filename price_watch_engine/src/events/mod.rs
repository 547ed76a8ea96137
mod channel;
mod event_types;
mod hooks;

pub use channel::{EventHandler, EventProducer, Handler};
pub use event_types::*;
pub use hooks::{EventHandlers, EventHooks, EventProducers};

..........

_Task_. No line may be skipped. Transcribe the listing above exactly.

_Reply_.
filename price_watch_engine/src/events/mod.rs
repository 547ed76a8ea96137
mod channel;
mod event_types;
mod hooks;

pub use channel::{EventHandler, EventProducer, Handler};
pub use event_types::*;
pub use hooks::{EventHandlers, EventHooks, EventProducers};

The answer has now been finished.